1 décembre 2021
Cour de cassation
Pourvoi n° 19-16.831

Chambre commerciale financière et économique - Formation restreinte RNSM/NA

ECLI:FR:CCASS:2021:CO10684

Texte de la décision

COMM.

CH.B



COUR DE CASSATION
______________________


Audience publique du 1er décembre 2021




Rejet non spécialement motivé


Mme DARBOIS, conseiller doyen
faisant fonction de président



Décision n° 10684 F

Pourvoi n° N 19-16.831




R É P U B L I Q U E F R A N Ç A I S E

_________________________

AU NOM DU PEUPLE FRANÇAIS
_________________________


DÉCISION DE LA COUR DE CASSATION, CHAMBRE COMMERCIALE, FINANCIÈRE ET ÉCONOMIQUE, DU 1ER DÉCEMBRE 2021

La société TF Inter, société à responsabilité limitée, dont le siège est [Adresse 2], a formé le pourvoi n° N 19-16.831 contre l'arrêt rendu le 21 mars 2019 par la cour d'appel d'Orléans (chambre commerciale, économique et financière), dans le litige l'opposant à la société Sanizeo, société à responsabilité limitée, dont le siège est [Adresse 1], défenderesse à la cassation.

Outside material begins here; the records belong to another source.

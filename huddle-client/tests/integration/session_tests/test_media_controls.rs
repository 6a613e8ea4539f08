use huddle_client::{DeviceCapabilities, MediaConstraints, SessionError};
use huddle_core::RoomId;
use huddle_relay::RelayHub;

use super::connected_pair;
use crate::integration::{TestParticipant, init_tracing};
use crate::utils::MockConnectionFactory;

#[tokio::test]
async fn test_toggles_do_not_renegotiate() {
    init_tracing();
    let hub = RelayHub::new(64);
    let room = RoomId::from("standup");
    let (alice, bob) = connected_pair(&hub, &room).await;
    let calls_before = alice.factory.total_calls();

    assert!(!alice.session.toggle_video().await);
    assert!(!alice.session.toggle_audio().await);
    assert!(alice.session.toggle_video().await);

    let media = alice.session.local_media().await;
    assert!(media.video().unwrap().is_enabled());
    assert!(!media.audio().unwrap().is_enabled());
    assert!(!media.audio().unwrap().is_stopped());
    assert_eq!(alice.factory.total_calls(), calls_before);
    assert_eq!(bob.session.peer_count().await, 1);
}

#[tokio::test]
async fn test_missing_camera_aborts_join() {
    init_tracing();
    let hub = RelayHub::new(64);
    let alice = TestParticipant::with(
        "alice",
        &hub,
        DeviceCapabilities::microphone_only(),
        MockConnectionFactory::auto_connect(),
    );

    let err = alice
        .session
        .join(RoomId::from("standup"), alice.id.clone(), "Alice")
        .await
        .unwrap_err();
    assert!(matches!(err, SessionError::MediaAcquisition(_)));
    assert!(!alice.session.toggle_video().await);
}

#[tokio::test]
async fn test_overconstrained_camera_falls_back_to_basic() {
    init_tracing();
    let hub = RelayHub::new(64);
    let alice = TestParticipant::with(
        "alice",
        &hub,
        DeviceCapabilities::camera(640, 480, 30),
        MockConnectionFactory::auto_connect(),
    );

    alice
        .session
        .join(RoomId::from("standup"), alice.id.clone(), "Alice")
        .await
        .unwrap();

    assert_eq!(
        alice.devices.requests(),
        vec![MediaConstraints::default(), MediaConstraints::basic()]
    );
    let media = alice.session.local_media().await;
    assert!(media.audio().is_some());
    assert!(media.video().is_some());
    alice.session.leave().await;
}
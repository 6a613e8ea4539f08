use async_trait::async_trait;
use huddle_core::{IceCandidate, ParticipantId, SessionDescription};

/// Outgoing side of signaling as seen by the peer manager.
#[async_trait]
pub trait SignalingOutput: Send + Sync {
    async fn send_offer(&self, target: ParticipantId, description: SessionDescription);

    async fn send_answer(&self, target: ParticipantId, description: SessionDescription);

    async fn send_ice(&self, target: ParticipantId, candidate: IceCandidate);
}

Le dossier a été communiqué au procureur général.

Sur le rapport de Mme Bessaud, conseiller référendaire, les observations écrites de la SCP Zribi et Texier, avocat de la société TF Inter, de la SARL Corlay, avocat de la société Sanizeo, et l'avis de M. Debacq, avocat général, après débats en l'audience publique du 12 octobre 2021 où étaient présentes Mme Darbois, conseiller doyen faisant fonction de président, Mme Bessaud, conseiller référendaire rapporteur, Mme Champalaune, conseiller, et Mme Fornarelli, greffier de chambre,

la chambre commerciale, financière et économique de la Cour de cassation, composée des président et conseillers précités, après en avoir délibéré conformément à la loi, a rendu la présente décision.


1. Les moyens de cassation annexés, qui sont invoqués à l'encontre de la décision attaquée, ne sont manifestement pas de nature à entraîner la cassation.

2. En application de l'article 1014, alinéa 1er, du code de procédure civile, il n'y a donc pas lieu de statuer par une décision spécialement motivée sur ce pourvoi.

EN CONSÉQUENCE, la Cour :

REJETTE le pourvoi ;

Condamne la société TF Inter aux dépens ;

En application de l'article 700 du code de procédure civile, rejette la demande formée par la société TF Inter et la condamne à payer à la société Sanizeo la somme de 3 000 euros ;

Ainsi décidé par la Cour de cassation, chambre commerciale, financière et économique, et prononcé par le président en son audience publique du premier décembre deux mille vingt et un.

MOYENS ANNEXES à la présente décision

Moyens produits par la SCP Zribi et Texier, avocat aux Conseils, pour la société TF inter.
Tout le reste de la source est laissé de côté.